• _WHAT TO PRODUCE_: Please retype the records below exactly, from the first line down to and including the line with "An existing link".

• _DATA EXTRACTS_:
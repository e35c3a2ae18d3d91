//! Symbolic link creation.
//!
//! The target must already exist; its directory-ness is forwarded on
//! Windows where file and directory links are distinct. An existing link
//! is only a warning, and missing permissions can be downgraded to one.

use anyhow::{Result, bail};
use std::io;
use std::path::Path;

use crate::ui;

#[cfg(unix)]
fn symlink(target: &Path, link_name: &Path) -> io::Result<()> {
    std::os::unix::fs::symlink(target, link_name)
}

#[cfg(windows)]
fn symlink(target: &Path, link_name: &Path) -> io::Result<()> {
    if target.is_dir() {
        std::os::windows::fs::symlink_dir(target, link_name)
    } else {
        std::os::windows::fs::symlink_file(target, link_name)
    }
}

pub fn create_symlink(target: &Path, link_name: &Path, ignore_perms: bool) -> Result<()> {
    let target = match target.canonicalize() {
        Ok(resolved) => resolved,
        Err(_) => bail!(
            "cannot create link as target does not exist. Target = {}",
            target.display()
        ),
    };

    match symlink(&target, link_name) {
        Ok(()) => Ok(()),
        Err(e) if e.kind() == io::ErrorKind::AlreadyExists => {
            ui::log_warn(format!(
                "Link already exists. \"{}\" -> \"{}\"",
                target.display(),
                link_name.display()
            ));
            Ok(())
        }
        Err(e) if e.kind() == io::ErrorKind::PermissionDenied => {
            if ignore_perms {
                ui::log_warn("Missing permissions to create symlink");
                Ok(())
            } else {
                bail!("missing permissions to create symlink");
            }
        }
        Err(e) => Err(e.into()),
    }
}
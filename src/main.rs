//! # adze CLI Entry Point
//!
//! Parses CLI arguments using clap and routes commands to the library
//! modules.
//!
//! ## Command Structure
//!
//! - **Filesystem**: `list`, `count`, `link`
//! - **Codegen**: `enum`, `new-module`
//! - **Build**: `cmake`, `doc`
//! - **Repository**: `repo`, `redirect`, `shebang`
//! - **System**: `pkg`, `completion`

use anyhow::{Context, Result};
use clap::{CommandFactory, Parser, Subcommand};
use clap_complete::{Shell, generate};
use colored::*;
use inquire::Text;
use regex::Regex;
use std::fs;
use std::path::{Path, PathBuf};

use adze::cmake;
use adze::config;
use adze::cpp;
use adze::doxy;
use adze::git;
use adze::linecount;
use adze::link;
use adze::pacman;
use adze::redirect;
use adze::scaffold;
use adze::shebang;
use adze::ui;
use adze::walk;

#[derive(Parser)]
#[command(name = "adze")]
#[command(about = "A toolbox of C/C++ developer utilities", version = env!("CARGO_PKG_VERSION"))]
#[command(propagate_version = true)]
struct Cli {
    /// Silence everything below errors
    #[arg(short, long, global = true)]
    quiet: bool,

    /// Enable debug output
    #[arg(long, global = true)]
    verbose: bool,

    #[command(subcommand)]
    command: Commands,
}
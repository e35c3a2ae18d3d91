//! # adze - C/C++ Developer Toolbox
//!
//! adze is a grab-bag of the small utilities C/C++ repositories keep
//! re-inventing: directory traversal, source line counting, enum codegen,
//! and thin wrappers around the usual external tools (cmake, doxygen, git,
//! the system package manager).
//!
//! ## Quick Start
//!
//! ```bash
//! # List a tree, skipping build output
//! adze list src -r --ignore build
//!
//! # Turn an enum into a name lookup table
//! adze enum ActionResult include/result.hpp --table
//! ```
//!
//! ## Module Organization
//!
//! - [`walk`] - Recursive directory traversal with symlink handling
//! - [`cpp`] - C++ source parsing and boilerplate generation
//! - [`linecount`] - Line counting over source trees
//! - [`cmake`] / [`doxy`] / [`git`] / [`pacman`] - External tool wrappers

/// CMake configure/build wrapper.
pub mod cmake;

/// Configuration file parsing (`adze.toml`).
pub mod config;

/// C++ source parsing and codegen (enums, types).
pub mod cpp;

/// Doxygen wrapper and Doxyfile editing.
pub mod doxy;

/// Git helpers built on the `git` executable.
pub mod git;

/// Source line counting.
pub mod linecount;

/// Symbolic link creation.
pub mod link;

/// System package manager abstraction.
pub mod pacman;

/// Redirect-script generation (.sh/.bat wrappers).
pub mod redirect;

/// C++ library module scaffolding.
pub mod scaffold;

/// Shebang rewriting for shell scripts.
pub mod shebang;

/// Terminal output utilities (logger, tables).
pub mod ui;

/// Directory traversal primitives.
pub mod walk;
//! Doxygen wrapper and Doxyfile editing.
//!
//! Ensures a Doxyfile exists, applies `NAME = value` attribute overrides
//! to it, and runs `doxygen` behind a spinner. Attribute values follow
//! Doxyfile quoting: whitespace separates parts, double quotes group a
//! part containing spaces.

use anyhow::{Context, Result};
use colored::*;
use std::fs;
use std::path::Path;
use std::process::{Command, Output};
use std::time::Duration;

pub const DOXYFILE: &str = "Doxyfile";

pub fn doxygen_exists() -> bool {
    Command::new("doxygen").arg("--version").output().is_ok()
}

/// Split a raw attribute value into parts, honoring double-quoted
/// segments. Quotes are stripped; empty parts are dropped.
pub fn split_attribute_values(raw: &str) -> Vec<String> {
    let mut parts: Vec<String> = Vec::new();
    let mut current = String::new();
    let mut in_quotes = false;

    for c in raw.chars() {
        match c {
            '"' => in_quotes = !in_quotes,
            '\\' if !in_quotes => {} // line continuation marker
            c if c.is_whitespace() && !in_quotes => {
                if !current.is_empty() {
                    parts.push(std::mem::take(&mut current));
                }
            }
            _ => current.push(c),
        }
    }
    if !current.is_empty() {
        parts.push(current);
    }
    parts
}

/// Join parts back into Doxyfile syntax: parts containing spaces are
/// quoted, multiple parts continue across lines.
pub fn join_attribute_values(values: &[String]) -> String {
    let quoted: Vec<String> = values
        .iter()
        .map(|v| {
            if v.contains(' ') {
                format!("\"{}\"", v)
            } else {
                v.clone()
            }
        })
        .collect();
    quoted.join(" \\\n\t")
}

/// One `NAME = value` Doxyfile attribute.
#[derive(Debug, Clone, PartialEq, Eq)]
pub struct DoxygenAttribute {
    pub name: String,
    pub values: Vec<String>,
}

impl DoxygenAttribute {
    pub fn new(name: impl Into<String>, raw_value: &str) -> Self {
        Self {
            name: name.into(),
            values: split_attribute_values(raw_value),
        }
    }

    /// Parse a `NAME=VALUE` override argument.
    pub fn parse(raw: &str) -> Option<Self> {
        let (name, value) = raw.split_once('=')?;
        let name = name.trim();
        if name.is_empty() {
            return None;
        }
        Some(Self::new(name, value.trim()))
    }

    pub fn render(&self) -> String {
        format!("{} = {}", self.name, join_attribute_values(&self.values))
    }
}

/// Apply overrides to Doxyfile text: existing attribute lines are
/// replaced, missing attributes are appended.
pub fn apply_attributes(doxyfile: &str, attributes: &[DoxygenAttribute]) -> String {
    let mut remaining: Vec<&DoxygenAttribute> = attributes.iter().collect();
    let mut out_lines: Vec<String> = Vec::new();

    for line in doxyfile.lines() {
        let trimmed = line.trim_start();
        let replaced = remaining.iter().position(|attr| {
            !trimmed.starts_with('#')
                && trimmed
                    .strip_prefix(attr.name.as_str())
                    .is_some_and(|rest| rest.trim_start().starts_with('='))
        });
        match replaced {
            Some(index) => {
                let attr = remaining.remove(index);
                out_lines.push(attr.render());
            }
            None => out_lines.push(line.to_string()),
        }
    }
    for attr in remaining {
        out_lines.push(attr.render());
    }

    let mut out = out_lines.join("\n");
    out.push('\n');
    out
}

fn ensure_doxyfile() -> Result<()> {
    if Path::new(DOXYFILE).exists() {
        return Ok(());
    }

    println!("   Creating default Doxyfile...");
    let project_name = std::env::current_dir()?
        .file_name()
        .unwrap_or_default()
        .to_string_lossy()
        .to_string();

    let contents = format!(
        r#"PROJECT_NAME           = "{}"
OUTPUT_DIRECTORY       = docs
INPUT                  = source include
RECURSIVE              = YES
GENERATE_HTML          = YES
GENERATE_LATEX         = NO
EXTRACT_ALL            = YES
"#,
        project_name
    );
    fs::write(DOXYFILE, contents)?;
    Ok(())
}

fn run_doxygen() -> Result<Output> {
    let pb = indicatif::ProgressBar::new_spinner();
    pb.set_style(
        indicatif::ProgressStyle::default_spinner()
            .template("{spinner:.magenta} {msg}")
            .unwrap_or_else(|_| indicatif::ProgressStyle::default_spinner()),
    );
    pb.enable_steady_tick(Duration::from_millis(100));
    pb.set_message("Running Doxygen...");

    let output = Command::new("doxygen").output()?;
    pb.finish_and_clear();
    Ok(output)
}

/// Generate documentation, applying attribute overrides first.
pub fn generate_docs(overrides: &[DoxygenAttribute]) -> Result<()> {
    println!("{} Generating documentation...", "📚".magenta());

    if !doxygen_exists() {
        println!("{} Doxygen not found. Please install it first.", "x".red());
        return Ok(());
    }

    ensure_doxyfile()?;

    if !overrides.is_empty() {
        let current = fs::read_to_string(DOXYFILE).context("failed to read Doxyfile")?;
        fs::write(DOXYFILE, apply_attributes(&current, overrides))?;
    }

    let output = run_doxygen()?;

    if output.status.success() {
        println!(
            "{} Documentation generated in docs/html/index.html",
            "✓".green()
        );
    } else {
        println!("{} Doxygen failed:", "x".red());
        println!("{}", String::from_utf8_lossy(&output.stderr));
    }

    Ok(())
}

#[cfg(test)]
mod tests {
    use super::*;

    #[test]
    fn splits_plain_and_quoted_parts() {
        assert_eq!(split_attribute_values("a b c"), vec!["a", "b", "c"]);
        assert_eq!(
            split_attribute_values(r#"src "My Project" include"#),
            vec!["src", "My Project", "include"]
        );
    }

    #[test]
    fn split_drops_continuations_and_blanks() {
        assert_eq!(
            split_attribute_values("one \\\n\ttwo"),
            vec!["one", "two"]
        );
        assert!(split_attribute_values("   ").is_empty());
    }

    #[test]
    fn join_quotes_parts_with_spaces() {
        let values = vec!["src".to_string(), "My Project".to_string()];
        assert_eq!(join_attribute_values(&values), "src \\\n\t\"My Project\"");
    }

    #[test]
    fn split_then_join_round_trips() {
        let raw = r#"src "My Project" include"#;
        let rejoined = join_attribute_values(&split_attribute_values(raw));
        assert_eq!(split_attribute_values(&rejoined), split_attribute_values(raw));
    }

    #[test]
    fn apply_replaces_existing_attribute() {
        let doxyfile = "PROJECT_NAME = old\nINPUT = src\n";
        let attrs = vec![DoxygenAttribute::new("PROJECT_NAME", "new")];
        let updated = apply_attributes(doxyfile, &attrs);
        assert!(updated.contains("PROJECT_NAME = new"));
        assert!(!updated.contains("old"));
        assert!(updated.contains("INPUT = src"));
    }

    #[test]
    fn apply_appends_missing_attribute() {
        let updated = apply_attributes(
            "INPUT = src\n",
            &[DoxygenAttribute::new("GENERATE_XML", "YES")],
        );
        assert!(updated.ends_with("GENERATE_XML = YES\n"));
    }

    #[test]
    fn comment_lines_are_never_replaced() {
        let doxyfile = "# INPUT = ignored\nINPUT = src\n";
        let updated = apply_attributes(doxyfile, &[DoxygenAttribute::new("INPUT", "include")]);
        assert!(updated.contains("# INPUT = ignored"));
        assert!(updated.contains("INPUT = include"));
    }

    #[test]
    fn parse_override_argument() {
        let attr = DoxygenAttribute::parse("OUTPUT_DIRECTORY=docs").unwrap();
        assert_eq!(attr.name, "OUTPUT_DIRECTORY");
        assert_eq!(attr.values, vec!["docs"]);
        assert!(DoxygenAttribute::parse("nonsense").is_none());
    }
}
//! Pre-trained disease model: label encoders, the decision-tree
//! classifier, and the prediction adapter that joins reference advice.

pub mod classifier;
pub mod encoder;
pub mod predict;

pub use classifier::*;
pub use encoder::*;
pub use predict::*;

use thiserror::Error;

#[derive(Error, Debug)]
pub enum ModelError {
    #[error("Failed to read {0}: {1}")]
    ArtifactLoad(String, String),

    #[error("Failed to parse {0}: {1}")]
    ArtifactParse(String, String),

    #[error("Unknown {field} '{value}'. Valid: {valid:?}")]
    UnknownCategory {
        field: &'static str,
        value: String,
        valid: Vec<String>,
    },

    #[error("Label code {code} outside the {field} decoder range")]
    LabelOutOfRange { field: &'static str, code: i64 },

    #[error("Malformed model artifact: {0}")]
    MalformedModel(String),

    #[error("Predicted disease '{0}' has no advice entry")]
    UnknownDisease(String),
}
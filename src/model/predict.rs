use std::path::Path;

use super::{DecisionTreeModel, LabelEncoder, ModelError};
use crate::reference::ReferenceData;

/// Patient features for one prediction, already normalized at the boundary.
#[derive(Debug, Clone)]
pub struct PredictionInput<'a> {
    pub age: i64,
    pub gender: &'a str,
    pub bp: f64,
    pub temp: f64,
    pub symptom: &'a str,
}

/// One successful prediction joined with its reference advice.
#[derive(Debug, Clone)]
pub struct Prediction {
    pub symptom: String,
    pub disease: String,
    pub suggestion: String,
    pub tablet: String,
}

/// The pre-trained model as one immutable unit: three encoders plus the
/// classifier. Pure computation; persistence stays with the caller.
pub struct DiseasePredictor {
    gender_encoder: LabelEncoder,
    symptom_encoder: LabelEncoder,
    disease_encoder: LabelEncoder,
    model: DecisionTreeModel,
}

impl DiseasePredictor {
    pub fn new(
        gender_encoder: LabelEncoder,
        symptom_encoder: LabelEncoder,
        disease_encoder: LabelEncoder,
        model: DecisionTreeModel,
    ) -> Self {
        Self {
            gender_encoder,
            symptom_encoder,
            disease_encoder,
            model,
        }
    }

    /// Load all four artifacts from the model directory.
    pub fn load(model_dir: &Path) -> Result<Self, ModelError> {
        Ok(Self {
            gender_encoder: LabelEncoder::load(&model_dir.join("gender_classes.json"), "gender")?,
            symptom_encoder: LabelEncoder::load(
                &model_dir.join("symptom_classes.json"),
                "symptom",
            )?,
            disease_encoder: LabelEncoder::load(
                &model_dir.join("disease_classes.json"),
                "disease",
            )?,
            model: DecisionTreeModel::load(&model_dir.join("disease_model.json"))?,
        })
    }

    /// Fixture predictor matching `ReferenceData::load_test()`:
    /// cough → Common Cold, fever → Flu, headache → Migraine.
    pub fn load_test() -> Self {
        Self {
            gender_encoder: LabelEncoder::from_classes("gender", &["F", "M"]),
            symptom_encoder: LabelEncoder::from_classes(
                "symptom",
                &["cough", "fever", "headache"],
            ),
            disease_encoder: LabelEncoder::from_classes(
                "disease",
                &["Common Cold", "Flu", "Migraine"],
            ),
            model: DecisionTreeModel::load_test(),
        }
    }

    /// Reject genders outside the encoder vocabulary before any other work.
    pub fn validate_gender(&self, gender: &str) -> Result<(), ModelError> {
        self.gender_encoder.encode(gender).map(|_| ())
    }

    pub fn knows_symptom(&self, symptom: &str) -> bool {
        self.symptom_encoder.contains(symptom)
    }

    pub fn symptom_classes(&self) -> &[String] {
        self.symptom_encoder.classes()
    }

    pub fn gender_classes(&self) -> &[String] {
        self.gender_encoder.classes()
    }

    pub fn disease_class_count(&self) -> usize {
        self.disease_encoder.class_count()
    }

    /// Encode → classify → decode → join advice.
    pub fn predict(
        &self,
        input: &PredictionInput<'_>,
        reference: &ReferenceData,
    ) -> Result<Prediction, ModelError> {
        let gender_code = self.gender_encoder.encode(input.gender)?;
        let symptom_code = self.symptom_encoder.encode(input.symptom)?;

        let features = [
            input.age as f64,
            gender_code as f64,
            input.bp,
            input.temp,
            symptom_code as f64,
        ];
        let label = self.model.predict(&features)?;
        let disease = self.disease_encoder.decode(label)?;

        // Encoder and advice table ship together, but nothing enforces that
        let entry = reference
            .advice_for(disease)
            .ok_or_else(|| ModelError::UnknownDisease(disease.to_string()))?;

        Ok(Prediction {
            symptom: input.symptom.to_string(),
            disease: entry.disease.clone(),
            suggestion: entry.suggestion.clone(),
            tablet: entry.tablet.clone(),
        })
    }
}

#[cfg(test)]
mod tests {
    use super::*;

    fn fixture_input<'a>(symptom: &'a str, gender: &'a str) -> PredictionInput<'a> {
        PredictionInput {
            age: 30,
            gender,
            bp: 120.0,
            temp: 98.6,
            symptom,
        }
    }

    #[test]
    fn fever_predicts_flu_with_advice() {
        let predictor = DiseasePredictor::load_test();
        let reference = ReferenceData::load_test();

        let prediction = predictor
            .predict(&fixture_input("fever", "M"), &reference)
            .unwrap();
        assert_eq!(prediction.disease, "Flu");
        assert_eq!(prediction.suggestion, "Rest and fluids");
        assert_eq!(prediction.tablet, "Paracetamol");
    }

    #[test]
    fn every_known_symptom_maps_to_a_reference_disease() {
        let predictor = DiseasePredictor::load_test();
        let reference = ReferenceData::load_test();

        for symptom in predictor.symptom_classes().to_vec() {
            for gender in ["F", "M"] {
                let prediction = predictor
                    .predict(&fixture_input(&symptom, gender), &reference)
                    .unwrap();
                assert!(
                    reference.advice_for(&prediction.disease).is_some(),
                    "{symptom}/{gender} predicted {} without advice",
                    prediction.disease
                );
            }
        }
    }

    #[test]
    fn unknown_gender_is_rejected() {
        let predictor = DiseasePredictor::load_test();
        let reference = ReferenceData::load_test();

        let err = predictor
            .predict(&fixture_input("fever", "X"), &reference)
            .unwrap_err();
        assert!(matches!(err, ModelError::UnknownCategory { field: "gender", .. }));
    }

    #[test]
    fn unknown_symptom_is_rejected() {
        let predictor = DiseasePredictor::load_test();
        let reference = ReferenceData::load_test();

        let err = predictor
            .predict(&fixture_input("hiccups", "F"), &reference)
            .unwrap_err();
        assert!(matches!(err, ModelError::UnknownCategory { field: "symptom", .. }));
    }

    #[test]
    fn validate_gender_checks_vocabulary() {
        let predictor = DiseasePredictor::load_test();
        assert!(predictor.validate_gender("F").is_ok());
        assert!(predictor.validate_gender("X").is_err());
    }

    #[test]
    fn predicted_disease_without_advice_is_defended() {
        // Decoder knows a disease the advice table does not carry
        let predictor = DiseasePredictor::new(
            LabelEncoder::from_classes("gender", &["F", "M"]),
            LabelEncoder::from_classes("symptom", &["cough", "fever", "headache"]),
            LabelEncoder::from_classes("disease", &["Dengue", "Dragon Pox", "Scurvy"]),
            DecisionTreeModel::load_test(),
        );
        let reference = ReferenceData::load_test();

        let err = predictor
            .predict(&fixture_input("fever", "M"), &reference)
            .unwrap_err();
        assert!(matches!(err, ModelError::UnknownDisease(d) if d == "Dragon Pox"));
    }

    #[test]
    fn shipped_artifacts_are_consistent() {
        // The resources/ tree must satisfy the same closure property
        let predictor = DiseasePredictor::load(std::path::Path::new("resources/model")).unwrap();
        let reference =
            ReferenceData::load(std::path::Path::new("resources/reference")).unwrap();

        assert_eq!(predictor.disease_class_count(), reference.diseases.len());
        for symptom in predictor.symptom_classes().to_vec() {
            let prediction = predictor
                .predict(&fixture_input(&symptom, "F"), &reference)
                .unwrap();
            assert!(reference.advice_for(&prediction.disease).is_some());
        }
    }

    #[test]
    fn shipped_scenario_fever_is_flu() {
        let predictor = DiseasePredictor::load(std::path::Path::new("resources/model")).unwrap();
        let reference =
            ReferenceData::load(std::path::Path::new("resources/reference")).unwrap();

        let prediction = predictor
            .predict(&fixture_input("fever", "M"), &reference)
            .unwrap();
        assert_eq!(prediction.disease, "Flu");
        assert_eq!(prediction.suggestion, "Rest and fluids");
        assert_eq!(prediction.tablet, "Paracetamol");
    }
}
//! HTTP-backed OCR engine for a local vision model endpoint.

use base64::Engine as _;
use serde::{Deserialize, Serialize};

use super::{OcrEngine, OcrError};

/// Instruction sent alongside the label image.
const LABEL_PROMPT: &str = "\
Read all text printed on this medicine package or label. \
Output only the text you can see, nothing else.";

/// OCR engine that posts the image to a local vision model.
pub struct HttpOcrEngine {
    base_url: String,
    model: String,
    client: reqwest::blocking::Client,
}

#[derive(Serialize)]
struct GenerateRequest<'a> {
    model: &'a str,
    prompt: &'a str,
    images: Vec<String>,
    stream: bool,
}

#[derive(Deserialize)]
struct GenerateResponse {
    response: String,
}

impl HttpOcrEngine {
    pub fn new(base_url: &str, model: &str, timeout_secs: u64) -> Self {
        let client = reqwest::blocking::Client::builder()
            .timeout(std::time::Duration::from_secs(timeout_secs))
            .build()
            .expect("Failed to create HTTP client");

        Self {
            base_url: base_url.trim_end_matches('/').to_string(),
            model: model.to_string(),
            client,
        }
    }
}

impl OcrEngine for HttpOcrEngine {
    fn extract_text(&self, image_bytes: &[u8]) -> Result<String, OcrError> {
        let _span = tracing::info_span!(
            "label_ocr",
            model = %self.model,
            image_size = image_bytes.len(),
        )
        .entered();
        let start = std::time::Instant::now();

        let base64_image = base64::engine::general_purpose::STANDARD.encode(image_bytes);
        let request = GenerateRequest {
            model: &self.model,
            prompt: LABEL_PROMPT,
            images: vec![base64_image],
            stream: false,
        };

        // Connect and timeout failures both mean "endpoint not reachable"
        let response = self
            .client
            .post(format!("{}/api/generate", self.base_url))
            .json(&request)
            .send()
            .map_err(|e| OcrError::Unavailable(e.to_string()))?;

        let status = response.status();
        if !status.is_success() {
            return Err(OcrError::Api {
                status: status.as_u16(),
                message: response.text().unwrap_or_default(),
            });
        }

        let parsed: GenerateResponse = response.json().map_err(|e| OcrError::Api {
            status: status.as_u16(),
            message: e.to_string(),
        })?;

        tracing::info!(
            elapsed_ms = %start.elapsed().as_millis(),
            text_len = parsed.response.len(),
            "Label OCR complete"
        );

        Ok(parsed.response)
    }
}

• _FINISHED EXERCISE_:
repository e35c3a2ae18d3d91
//! Symbolic link creation.
//!
//! The target must already exist; its directory-ness is forwarded on
//! Windows where file and directory links are distinct. An existing link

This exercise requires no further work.